Today, the three r's: reason, religion and revolution. The University of Houston presents this series about the machines that make our civilization run, and the people whose ingenuity created them.

"We hold these truths to be self-evident, that all men are created equal, that they are endowed by their Creator with certain unalienable Rights." These are just some of the eloquent words found in the Declaration of Independence, a document gushing with Enlightenment ideals. But the Enlightenment had its roots in Europe, where it most notably flourished in Paris. As part of their revolution, the French wrote their own declaration. But while the documents shared the same underlying ideals, the related conflicts that ensued were vastly different.

Depiction of the French Revolution's Pivotal Tennis Court Oath
Depiction of the French Revolution's Pivotal Tennis Court Oath Photo Credit: Wikimedia

The French declaration didn't precipitate the French Revolution - it had already been underway for months. But it helped the French crystalize what the fighting was all about; in particular, the "natural, unalienable and sacred rights of man" as declared "under the auspices of the Supreme Being." While both the Americans and French allude to a creator, their dealings with religion couldn't have been further apart.

At the time of the French revolution the Roman Catholic Church was a powerful presence in France, whose wealth made it a target for the revolutionaries. So, too, did Church dogma. Stemming from divine revelation rather than reason, it ran counter to Enlightenment thinking. Antichurch sentiment resulted in the passage of legislation that subjugated the clergy, requiring them to swear allegiance to the French Constitution. At the same time, short-lived efforts were made to replace Catholicism with an official state church founded on Enlightenment principles. First came the Cult of Reason, which deified reason itself, and later the Cult of the Supreme Being, which was briefly adopted as the civic religion of France.

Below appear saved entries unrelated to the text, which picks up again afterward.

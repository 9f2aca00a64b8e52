//! Configuration for seal initialisation and migration timing.
//!
//! Loaded from TOML, optionally overridden by `TESSERA_*` environment
//! variables, and validated before use. A process embedding the cluster
//! crates loads its settings like this:
//!
//! ```rust,no_run
//! # fn load() -> tessera_core::SealResult<tessera_core::TesseraConfig> {
//! use tessera_core::TesseraConfig;
//!
//! let mut config = TesseraConfig::load_from_file("tessera.toml".as_ref())?;
//! config.merge_with_env()?;
//! config.validate()?;
//! # Ok(config)
//! # }
//! ```
//!
//! Test clusters parse an inline TOML document with
//! [`TesseraConfig::from_toml_str`].

use crate::errors::{SealError, SealResult};
use crate::poll::PollPolicy;
use crate::types::MAX_SHARES;
use serde::{Deserialize, Serialize};
use std::path::Path;
use std::time::Duration;

/// Environment variable prefix for overrides
pub const ENV_PREFIX: &str = "TESSERA_";

/// Top-level configuration
#[derive(Debug, Clone, Default, PartialEq, Eq, Serialize, Deserialize)]
#[serde(default)]
pub struct TesseraConfig {
    /// Migration pacing and deadlines
    pub migration: MigrationSettings,
    /// Share-set shape used at initialisation
    pub seal: SealSettings,
}

/// Pacing of the rolling migration. All values are milliseconds.
#[derive(Debug, Clone, PartialEq, Eq, Serialize, Deserialize)]
#[serde(default)]
pub struct MigrationSettings {
    /// Interval between checks in every bounded wait
    pub poll_interval_ms: u64,
    /// Pause after each converted node before touching the next one
    pub settle_interval_ms: u64,
    /// Extra pause for replicated storage after the last node rejoins
    pub replicated_settle_interval_ms: u64,
    /// How long to wait for a new leader
    pub leader_timeout_ms: u64,
    /// How long to wait for the migration flag to clear on the leader
    pub migration_timeout_ms: u64,
    /// How long to wait for nodes to report unsealed
    pub unseal_timeout_ms: u64,
}

impl Default for MigrationSettings {
    fn default() -> Self {
        Self {
            poll_interval_ms: 1_000,
            settle_interval_ms: 5_000,
            replicated_settle_interval_ms: 15_000,
            leader_timeout_ms: 60_000,
            migration_timeout_ms: 60_000,
            unseal_timeout_ms: 30_000,
        }
    }
}

impl MigrationSettings {
    /// Pause between converted nodes
    pub fn settle_interval(&self) -> Duration {
        Duration::from_millis(self.settle_interval_ms)
    }

    /// Pause after the last node rejoins replicated storage
    pub fn replicated_settle_interval(&self) -> Duration {
        Duration::from_millis(self.replicated_settle_interval_ms)
    }

    /// Wait policy for leader election
    pub fn leader_wait(&self) -> PollPolicy {
        self.policy(self.leader_timeout_ms)
    }

    /// Wait policy for the migration flag to clear
    pub fn migration_wait(&self) -> PollPolicy {
        self.policy(self.migration_timeout_ms)
    }

    /// Wait policy for nodes to unseal
    pub fn unseal_wait(&self) -> PollPolicy {
        self.policy(self.unseal_timeout_ms)
    }

    fn policy(&self, timeout_ms: u64) -> PollPolicy {
        PollPolicy::new(
            Duration::from_millis(self.poll_interval_ms),
            Duration::from_millis(timeout_ms),
        )
    }
}

/// Share-set shape for new barrier (Shamir) or recovery (delegated) keys
#[derive(Debug, Clone, PartialEq, Eq, Serialize, Deserialize)]
#[serde(default)]
pub struct SealSettings {
    /// Number of shares to hand out
    pub secret_shares: u32,
    /// Shares needed to reconstruct
    pub secret_threshold: u32,
}

impl Default for SealSettings {
    fn default() -> Self {
        Self {
            secret_shares: 3,
            secret_threshold: 3,
        }
    }
}

impl TesseraConfig {
    /// Parse from TOML text
    pub fn from_toml_str(content: &str) -> SealResult<Self> {
        Ok(toml::from_str(content)?)
    }

    /// Load from a TOML file
    pub fn load_from_file(path: &Path) -> SealResult<Self> {
        let content = std::fs::read_to_string(path).map_err(|e| {
            SealError::invalid_request(format!(
                "failed to read config file {}: {e}",
                path.display()
            ))
        })?;
        Self::from_toml_str(&content)
    }

    /// Apply overrides from the process environment
    pub fn merge_with_env(&mut self) -> SealResult<()> {
        self.merge_with_vars(std::env::vars())
    }

    /// Apply `TESSERA_<SECTION>_<FIELD>` overrides from the given pairs.
    ///
    /// Unknown `TESSERA_` keys are rejected so typos do not go unnoticed.
    pub fn merge_with_vars<I>(&mut self, vars: I) -> SealResult<()>
    where
        I: IntoIterator<Item = (String, String)>,
    {
        for (key, value) in vars {
            let Some(name) = key.strip_prefix(ENV_PREFIX) else {
                continue;
            };
            let name = name.to_ascii_lowercase();
            let slot = match name.as_str() {
                "migration_poll_interval_ms" => &mut self.migration.poll_interval_ms,
                "migration_settle_interval_ms" => &mut self.migration.settle_interval_ms,
                "migration_replicated_settle_interval_ms" => {
                    &mut self.migration.replicated_settle_interval_ms
                }
                "migration_leader_timeout_ms" => &mut self.migration.leader_timeout_ms,
                "migration_migration_timeout_ms" => &mut self.migration.migration_timeout_ms,
                "migration_unseal_timeout_ms" => &mut self.migration.unseal_timeout_ms,
                "seal_secret_shares" | "seal_secret_threshold" => {
                    let parsed = parse_number::<u32>(&key, &value)?;
                    if name == "seal_secret_shares" {
                        self.seal.secret_shares = parsed;
                    } else {
                        self.seal.secret_threshold = parsed;
                    }
                    continue;
                }
                _ => {
                    return Err(SealError::invalid_request(format!(
                        "unknown configuration override {key}"
                    )))
                }
            };
            *slot = parse_number::<u64>(&key, &value)?;
        }
        Ok(())
    }

    /// Reject settings the protocol cannot run with
    pub fn validate(&self) -> SealResult<()> {
        let m = &self.migration;
        for (name, interval) in [
            ("poll_interval_ms", m.poll_interval_ms),
            ("settle_interval_ms", m.settle_interval_ms),
            ("replicated_settle_interval_ms", m.replicated_settle_interval_ms),
        ] {
            if interval == 0 {
                return Err(SealError::invalid_request(format!(
                    "migration.{name} must be positive"
                )));
            }
        }
        for (name, timeout) in [
            ("leader_timeout_ms", m.leader_timeout_ms),
            ("migration_timeout_ms", m.migration_timeout_ms),
            ("unseal_timeout_ms", m.unseal_timeout_ms),
        ] {
            if timeout < m.poll_interval_ms {
                return Err(SealError::invalid_request(format!(
                    "migration.{name} ({timeout}) is shorter than the poll interval ({})",
                    m.poll_interval_ms
                )));
            }
        }

        let s = &self.seal;
        if s.secret_threshold == 0 || s.secret_threshold > s.secret_shares {
            return Err(SealError::invalid_request(format!(
                "seal.secret_threshold must be between 1 and {}",
                s.secret_shares
            )));
        }
        if s.secret_shares > MAX_SHARES {
            return Err(SealError::invalid_request(format!(
                "seal.secret_shares cannot exceed {MAX_SHARES}"
            )));
        }
        Ok(())
    }
}

fn parse_number<T: std::str::FromStr>(key: &str, value: &str) -> SealResult<T> {
    value
        .trim()
        .parse()
        .map_err(|_| SealError::invalid_request(format!("{key} must be a number, got {value:?}")))
}

#[cfg(test)]
mod tests {
    use super::*;
    use assert_matches::assert_matches;
    use std::io::Write;

    #[test]
    fn test_defaults_are_valid() {
        let config = TesseraConfig::default();
        config.validate().unwrap();
        assert_eq!(config.migration.settle_interval(), Duration::from_secs(5));
        assert_eq!(config.migration.leader_wait().interval, Duration::from_secs(1));
    }

    #[test]
    fn test_partial_toml_keeps_defaults() {
        let config = TesseraConfig::from_toml_str(
            r#"
            [migration]
            settle_interval_ms = 250

            [seal]
            secret_shares = 5
            "#,
        )
        .unwrap();
        assert_eq!(config.migration.settle_interval_ms, 250);
        assert_eq!(config.migration.poll_interval_ms, 1_000);
        assert_eq!(config.seal.secret_shares, 5);
        assert_eq!(config.seal.secret_threshold, 3);
    }

    #[test]
    fn test_load_from_file() {
        let mut file = tempfile::NamedTempFile::new().unwrap();
        writeln!(file, "[migration]\nleader_timeout_ms = 5000").unwrap();
        let config = TesseraConfig::load_from_file(file.path()).unwrap();
        assert_eq!(config.migration.leader_timeout_ms, 5_000);
    }

    #[test]
    fn test_env_overrides() {
        let mut config = TesseraConfig::default();
        config
            .merge_with_vars([
                ("TESSERA_MIGRATION_POLL_INTERVAL_MS".to_string(), "200".to_string()),
                ("TESSERA_SEAL_SECRET_THRESHOLD".to_string(), "2".to_string()),
                ("PATH".to_string(), "/usr/bin".to_string()),
            ])
            .unwrap();
        assert_eq!(config.migration.poll_interval_ms, 200);
        assert_eq!(config.seal.secret_threshold, 2);
    }

    #[test]
    fn test_unknown_override_rejected() {
        let mut config = TesseraConfig::default();
        let result =
            config.merge_with_vars([("TESSERA_MIGRATION_SPEED".to_string(), "1".to_string())]);
        assert!(matches!(result, Err(SealError::InvalidRequest { .. })));
    }

    #[test]
    fn test_validation_rejects_bad_values() {
        let mut config = TesseraConfig::default();
        config.migration.leader_timeout_ms = 10;
        assert!(config.validate().is_err());

        let mut config = TesseraConfig::default();
        config.seal.secret_threshold = 4;
        assert!(config.validate().is_err());

        let mut config = TesseraConfig::default();
        config.migration.poll_interval_ms = 0;
        assert!(config.validate().is_err());
    }

    #[test]
    fn test_zero_settle_intervals_rejected() {
        let config = TesseraConfig::from_toml_str("[migration]\nsettle_interval_ms = 0").unwrap();
        assert_matches!(
            config.validate(),
            Err(SealError::InvalidRequest { message }) if message.contains("settle_interval_ms")
        );

        let mut config = TesseraConfig::default();
        config
            .merge_with_vars([(
                "TESSERA_MIGRATION_REPLICATED_SETTLE_INTERVAL_MS".to_string(),
                "0".to_string(),
            )])
            .unwrap();
        assert_matches!(
            config.validate(),
            Err(SealError::InvalidRequest { message })
                if message.contains("replicated_settle_interval_ms")
        );
    }
}
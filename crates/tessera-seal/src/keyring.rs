//! Persisted protected root key.
//!
//! A migration commit stages the re-protected record before it touches the
//! seal configs, so an interrupted commit always leaves a record matching
//! whichever barrier kind ended up stored.

use crate::storage::{StorageBackend, StorageExt};
use crate::strategy::ProtectedRootKey;
use std::sync::Arc;
use tessera_core::{SealKind, SealResult};
use tracing::{debug, warn};

const ROOT_KEY_PATH: &str = "core/root-key";
const STAGED_ROOT_KEY_PATH: &str = "core/root-key-staged";

/// Reads and writes the protected root key record
#[derive(Clone)]
pub struct Keyring {
    storage: Arc<dyn StorageBackend>,
}

impl Keyring {
    /// Keyring backed by `storage`
    pub fn new(storage: Arc<dyn StorageBackend>) -> Self {
        Self { storage }
    }

    /// Stored record, if any
    pub async fn read(&self) -> SealResult<Option<ProtectedRootKey>> {
        self.storage.get_json(ROOT_KEY_PATH).await
    }

    /// Record usable under a barrier of `kind`.
    ///
    /// Falls back to the staged record when the current one was written by
    /// another seal type; returns the current record otherwise.
    pub async fn read_for(&self, kind: SealKind) -> SealResult<Option<ProtectedRootKey>> {
        let current = self.read().await?;
        if current.as_ref().is_some_and(|record| record.kind() == kind) {
            return Ok(current);
        }
        let staged: Option<ProtectedRootKey> = self.storage.get_json(STAGED_ROOT_KEY_PATH).await?;
        match staged {
            Some(staged) if staged.kind() == kind => {
                warn!(%kind, "root key record found only in the staging slot");
                Ok(Some(staged))
            }
            _ => Ok(current),
        }
    }

    /// Replace the stored record
    pub async fn write(&self, protected: &ProtectedRootKey) -> SealResult<()> {
        self.storage.put_json(ROOT_KEY_PATH, protected).await
    }

    /// Park `protected` until [`finish`](Self::finish)
    pub async fn stage(&self, protected: &ProtectedRootKey) -> SealResult<()> {
        self.storage.put_json(STAGED_ROOT_KEY_PATH, protected).await?;
        debug!(kind = %protected.kind(), "root key record staged");
        Ok(())
    }

    /// Make `protected` current and drop the staged copy
    pub async fn finish(&self, protected: &ProtectedRootKey) -> SealResult<()> {
        self.write(protected).await?;
        self.storage.delete(STAGED_ROOT_KEY_PATH).await?;
        Ok(())
    }
}

#[cfg(test)]
mod tests {
    use super::*;
    use crate::kms::WrappedKey;
    use crate::storage::InMemoryBackend;
    use tessera_core::SealedBlob;

    fn shamir_record() -> ProtectedRootKey {
        ProtectedRootKey::Shamir {
            wrapped: SealedBlob::seal(b"k", &[1u8; 32], "ctx", &mut rand::rngs::OsRng).unwrap(),
            retired: None,
        }
    }

    fn delegated_record() -> ProtectedRootKey {
        ProtectedRootKey::Delegated {
            wrapped: WrappedKey {
                key_name: "seal-key".into(),
                key_version: 1,
                blob: SealedBlob::seal(b"k", &[2u8; 32], "ctx", &mut rand::rngs::OsRng).unwrap(),
            },
            recovery_verifier: [7u8; 32],
        }
    }

    #[tokio::test]
    async fn test_read_write() {
        let keyring = Keyring::new(Arc::new(InMemoryBackend::new()));
        assert_eq!(keyring.read().await.unwrap(), None);

        let record = shamir_record();
        keyring.write(&record).await.unwrap();
        assert_eq!(keyring.read().await.unwrap(), Some(record));
    }

    #[tokio::test]
    async fn test_staged_record_used_only_for_its_kind() {
        let backend = InMemoryBackend::new();
        let keyring = Keyring::new(Arc::new(backend.clone()));
        let old = shamir_record();
        let new = delegated_record();
        keyring.write(&old).await.unwrap();
        keyring.stage(&new).await.unwrap();

        assert_eq!(keyring.read().await.unwrap(), Some(old.clone()));
        assert_eq!(
            keyring.read_for(SealKind::Shamir).await.unwrap(),
            Some(old)
        );
        assert_eq!(
            keyring.read_for(SealKind::Delegated).await.unwrap(),
            Some(new.clone())
        );

        keyring.finish(&new).await.unwrap();
        assert_eq!(keyring.read().await.unwrap(), Some(new));
        assert_eq!(backend.get(STAGED_ROOT_KEY_PATH).await.unwrap(), None);
    }
}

Festival of the Cult of the Supreme Being
Festival of the Cult of the Supreme Being Photo Credit: Wikimedia

Execution Photo Credit: Wikimedia

In contrast, the colonies that would become the United States were filled with groups seeking freedom of religious practice. The many Protestant religions these groups represented were no more in line with Enlightenment thinking than Catholicism. Martin Luther famously referred to reason as "the Devil's whore."

Boston Massacre
Boston Massacre Photo Credit: Wikimedia

But the circumstances were different than in France. In France, the Catholic church was viewed as part of the repressive power structure. In the colonies, the many religious groups were part of the fabric of the emerging nation. When the newly formed United States went to war with Britain, religion and revolution were united. And the Enlightenment ideals that drove the revolution reached peaceful equilibrium with religion. The very first amendment in the Bill of Rights states: "Congress shall make no law respecting an establishment of religion, or prohibiting the free exercise thereof." In the U.S., Enlightenment thinking embraced religion as an individual liberty, even if the tenets of most religions were at odds with Enlightenment ideals. It's a story of how circumstances and interpretations can lead even the most creative minds to follow radically different paths.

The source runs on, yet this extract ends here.